DATA FOR REVIEW section start

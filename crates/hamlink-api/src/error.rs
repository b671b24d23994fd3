use std::net::{IpAddr, SocketAddr};

use thiserror::Error;

use crate::oid::Oid;
use crate::version::SnmpVersion;

/// Top-level error type for the `hamlink-api` crate.
///
/// Covers SNMP sessions, value decoding, recorded walks and the RouterOS
/// API side channel. `hamlink-core` tags these with the device address
/// before they reach users.
#[derive(Debug, Error)]
pub enum Error {
    // ── Session ─────────────────────────────────────────────────────
    /// Socket could not be opened or bound.
    #[error("Cannot open SNMP session to {target}: {source}")]
    Session {
        target: SocketAddr,
        #[source]
        source: std::io::Error,
    },

    /// Protocol version has no session implementation.
    #[error("SNMP {version} sessions are not supported")]
    UnsupportedVersion { version: SnmpVersion },

    // ── Exchange ────────────────────────────────────────────────────
    /// No response within the configured timeout, after all retries.
    #[error("SNMP request to {target} timed out after {attempts} attempt(s)")]
    Timeout { target: IpAddr, attempts: u32 },

    /// The agent answered but the exchange failed (decode error, bad PDU).
    #[error("SNMP request to {target} failed: {message}")]
    Request { target: IpAddr, message: String },

    // ── Data ────────────────────────────────────────────────────────
    /// `noSuchObject`, `noSuchInstance`, `endOfMibView` or `NULL`.
    #[error("No value at {oid}")]
    NoSuchValue { oid: Oid },

    /// Value present but of a type the caller cannot use.
    #[error("Value at {oid} is not {expected}: {found}")]
    UnexpectedType {
        oid: Oid,
        expected: &'static str,
        found: String,
    },

    #[error("Invalid OID '{input}'")]
    InvalidOid { input: String },

    /// A recorded walk line could not be parsed.
    #[error("Invalid recorded value on line {line}: {reason}")]
    Recording { line: usize, reason: String },

    // ── RouterOS API ────────────────────────────────────────────────
    /// TCP connect to the API port failed.
    #[error("Cannot connect to RouterOS API at {target}: {source}")]
    VendorConnect {
        target: SocketAddr,
        #[source]
        source: std::io::Error,
    },

    /// API exchange did not complete within the configured timeout.
    #[error("RouterOS API at {target} timed out")]
    VendorTimeout { target: SocketAddr },

    #[error("RouterOS API I/O error: {0}")]
    VendorIo(#[from] std::io::Error),

    /// Login was refused (wrong credentials, API disabled for the user).
    #[error("RouterOS API login rejected: {message}")]
    VendorLogin { message: String },

    /// A command produced a `!trap` reply.
    #[error("RouterOS API command '{command}' failed: {message}")]
    VendorTrap { command: String, message: String },

    /// Malformed sentence or unexpected reply word.
    #[error("RouterOS API protocol error: {0}")]
    VendorProtocol(String),
}

impl Error {
    /// Returns `true` if the device never answered in time.
    ///
    /// Device detection treats this as terminal for the whole address.
    pub fn is_timeout(&self) -> bool {
        matches!(self, Self::Timeout { .. } | Self::VendorTimeout { .. })
    }

    /// Returns `true` if the agent answered without data for the queried OID.
    pub fn is_no_data(&self) -> bool {
        matches!(self, Self::NoSuchValue { .. })
    }

    /// Returns `true` if this is a transient error worth retrying later.
    pub fn is_transient(&self) -> bool {
        matches!(
            self,
            Self::Timeout { .. }
                | Self::VendorTimeout { .. }
                | Self::Request { .. }
                | Self::VendorConnect { .. }
                | Self::Session { .. }
        )
    }
}

#[cfg(test)]
#[allow(clippy::unwrap_used)]
mod tests {
    use super::*;

    #[test]
    fn timeouts_are_transient_but_missing_values_are_not() {
        let timeout = Error::Timeout {
            target: "44.130.7.1".parse().unwrap(),
            attempts: 3,
        };
        assert!(timeout.is_timeout());
        assert!(timeout.is_transient());
        assert!(!timeout.is_no_data());

        let missing = Error::NoSuchValue {
            oid: "1.3.6.1.2.1.1.1.0".parse().unwrap(),
        };
        assert!(missing.is_no_data());
        assert!(!missing.is_transient());
    }

    #[test]
    fn login_rejection_is_permanent() {
        let err = Error::VendorLogin {
            message: "invalid user name or password".into(),
        };
        assert!(!err.is_timeout());
        assert!(!err.is_transient());
    }
}
// ── Link correlation ──
//
// Merges the views of the two ends of one radio link. A side's peer entry
// belongs to the link when its remote MAC is one of the other side's
// interface MACs. Absence of such a pairing yields no details, not an
// error: probed topologies are often speculative.

use std::sync::Arc;
use std::time::Duration;

use serde::{Serialize, Serializer};
use tracing::debug;

use crate::containers::{
    InterfaceDetail, InterfaceDetails, SystemData, WirelessPeerInfo, WirelessPeerInfos,
};
use crate::error::CoreError;
use crate::handler::DeviceHandler;
use crate::model::{DeviceAddress, MacAddress};

fn as_millis<S: Serializer>(duration: &Duration, serializer: S) -> Result<S::Ok, S::Error> {
    serializer.serialize_u64(u64::try_from(duration.as_millis()).unwrap_or(u64::MAX))
}

/// One correlated radio link. Side 1 is the first device queried.
#[derive(Debug, Clone, PartialEq, Serialize)]
pub struct LinkDetail {
    pub address1: DeviceAddress,
    pub address2: DeviceAddress,
    pub mac1: Option<MacAddress>,
    pub mac2: Option<MacAddress>,
    pub interface_name1: Option<String>,
    pub interface_name2: Option<String>,
    pub model_and_version1: String,
    pub model_and_version2: String,
    /// dBm received at side 1 from side 2; NaN if neither side reports it.
    #[serde(rename = "rx_level_1at2")]
    pub rx_level_1at2: f64,
    /// dBm received at side 2 from side 1.
    #[serde(rename = "rx_level_2at1")]
    pub rx_level_2at1: f64,
    #[serde(serialize_with = "as_millis", rename = "link_uptime_ms")]
    pub link_uptime: Duration,
    /// 1 or 2; `None` when no side or both sides claim the AP role.
    pub side_of_access_point: Option<u8>,
    pub ccq1: Option<f64>,
    pub ccq2: Option<f64>,
}

#[derive(Debug, Clone, Default, PartialEq, Serialize)]
pub struct LinkDetails {
    pub details: Vec<LinkDetail>,
    /// Sum of the device round-trip time of every container involved.
    #[serde(serialize_with = "as_millis", rename = "query_duration_ms")]
    pub query_duration: Duration,
}

impl LinkDetails {
    pub fn is_empty(&self) -> bool {
        self.details.is_empty()
    }

    pub fn merge(&mut self, other: Self) {
        self.details.extend(other.details);
        self.query_duration += other.query_duration;
    }
}

/// Everything one side contributes, loaded in dependency order.
struct LinkSide {
    system: Arc<SystemData>,
    interfaces: Arc<InterfaceDetails>,
    peers: Arc<WirelessPeerInfos>,
}

impl LinkSide {
    async fn load(handler: &dyn DeviceHandler) -> Result<Self, CoreError> {
        let system = handler.system_data().await?;
        let interfaces = handler.network_interface_details().await?;
        interfaces.force_evaluate_all().await;
        let peers = handler.wireless_peer_infos().await?;
        peers.force_evaluate_all().await;
        Ok(Self {
            system,
            interfaces,
            peers,
        })
    }

    fn query_duration(&self) -> Duration {
        self.system.query_duration()
            + self.interfaces.query_duration()
            + self.peers.query_duration()
    }

    fn interface_for(&self, peer: &WirelessPeerInfo) -> Option<&InterfaceDetail> {
        peer.interface_id()
            .and_then(|id| self.interfaces.find_by_id(id))
    }

    /// This side's peer entry pointing at any of `other`'s interfaces.
    fn peer_towards<'a>(
        &'a self,
        other: &'a LinkSide,
    ) -> Option<(&'a WirelessPeerInfo, &'a InterfaceDetail)> {
        self.peers.iter().find_map(|peer| {
            other
                .interfaces
                .find_by_mac(peer.remote_mac())
                .map(|iface| (peer, iface))
        })
    }
}

/// Correlates the link between `a` (side 1) and `b` (side 2).
pub async fn correlate(
    a: &dyn DeviceHandler,
    b: &dyn DeviceHandler,
) -> Result<LinkDetails, CoreError> {
    let side_a = LinkSide::load(a).await?;
    let side_b = LinkSide::load(b).await?;
    let query_duration = side_a.query_duration() + side_b.query_duration();

    let a_view = side_a.peer_towards(&side_b);
    let b_view = side_b.peer_towards(&side_a);
    if a_view.is_none() && b_view.is_none() {
        debug!(a = %a.address(), b = %b.address(), "no matching wireless peers");
        return Ok(LinkDetails {
            details: Vec::new(),
            query_duration,
        });
    }

    let a_peer = a_view.map(|(peer, _)| peer);
    let b_peer = b_view.map(|(peer, _)| peer);
    // Own interface of each side: the one the other side sees, else the
    // one owning the local peer entry.
    let iface1 = b_view
        .map(|(_, iface)| iface)
        .or_else(|| a_peer.and_then(|p| side_a.interface_for(p)));
    let iface2 = a_view
        .map(|(_, iface)| iface)
        .or_else(|| b_peer.and_then(|p| side_b.interface_for(p)));

    let detail = LinkDetail {
        address1: a.address(),
        address2: b.address(),
        mac1: iface1
            .and_then(InterfaceDetail::known_mac)
            .or(b_peer.map(WirelessPeerInfo::remote_mac)),
        mac2: iface2
            .and_then(InterfaceDetail::known_mac)
            .or(a_peer.map(WirelessPeerInfo::remote_mac)),
        interface_name1: iface1.and_then(|i| i.known_name().map(str::to_owned)),
        interface_name2: iface2.and_then(|i| i.known_name().map(str::to_owned)),
        model_and_version1: side_a.system.model_and_version(),
        model_and_version2: side_b.system.model_and_version(),
        rx_level_1at2: first_finite([
            rx_of(a_peer).await,
            tx_of(b_peer).await,
        ]),
        rx_level_2at1: first_finite([
            tx_of(a_peer).await,
            rx_of(b_peer).await,
        ]),
        link_uptime: uptime_of(a_peer).await.max(uptime_of(b_peer).await),
        side_of_access_point: side_of_access_point(
            a_peer.and_then(WirelessPeerInfo::is_access_point),
            b_peer.and_then(WirelessPeerInfo::is_access_point),
        ),
        ccq1: ccq_of(a_peer).await,
        ccq2: ccq_of(b_peer).await,
    };

    Ok(LinkDetails {
        details: vec![detail],
        query_duration,
    })
}

async fn rx_of(peer: Option<&WirelessPeerInfo>) -> f64 {
    match peer {
        Some(peer) => peer.rx_signal().await,
        None => f64::NAN,
    }
}

async fn tx_of(peer: Option<&WirelessPeerInfo>) -> f64 {
    match peer {
        Some(peer) => peer.tx_signal().await,
        None => f64::NAN,
    }
}

async fn uptime_of(peer: Option<&WirelessPeerInfo>) -> Duration {
    match peer {
        Some(peer) => peer.link_uptime().await,
        None => Duration::ZERO,
    }
}

async fn ccq_of(peer: Option<&WirelessPeerInfo>) -> Option<f64> {
    match peer {
        Some(peer) => peer.ccq().await,
        None => None,
    }
}

fn first_finite<const N: usize>(levels: [f64; N]) -> f64 {
    levels
        .into_iter()
        .find(|level| level.is_finite())
        .unwrap_or(f64::NAN)
}

/// The side whose radio alone claims the access point role.
fn side_of_access_point(side1: Option<bool>, side2: Option<bool>) -> Option<u8> {
    match (side1 == Some(true), side2 == Some(true)) {
        (true, false) => Some(1),
        (false, true) => Some(2),
        _ => None,
    }
}

#[cfg(test)]
mod tests {
    use super::*;

    #[test]
    fn ambiguous_roles_are_not_guessed() {
        assert_eq!(side_of_access_point(Some(true), Some(false)), Some(1));
        assert_eq!(side_of_access_point(None, Some(true)), Some(2));
        assert_eq!(side_of_access_point(Some(true), Some(true)), None);
        assert_eq!(side_of_access_point(Some(false), Some(false)), None);
        assert_eq!(side_of_access_point(None, None), None);
    }

    #[test]
    fn first_finite_level_wins() {
        assert!((first_finite([f64::NAN, -61.0]) - -61.0).abs() < f64::EPSILON);
        assert!(first_finite([f64::NAN, f64::NAN]).is_nan());
    }
}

DATA FOR REVIEW section end

Take the entries above and copy them exactly from the first line through the line with "and the RouterOS"; leave out every line after it.

filename crates/hamlink-api/src/error.rs
repository b671b24d23994fd3
use std::net::{IpAddr, SocketAddr};

use thiserror::Error;

use crate::oid::Oid;
use crate::version::SnmpVersion;

/// Top-level error type for the `hamlink-api` crate.
///
/// Covers SNMP sessions, value decoding, recorded walks and the RouterOS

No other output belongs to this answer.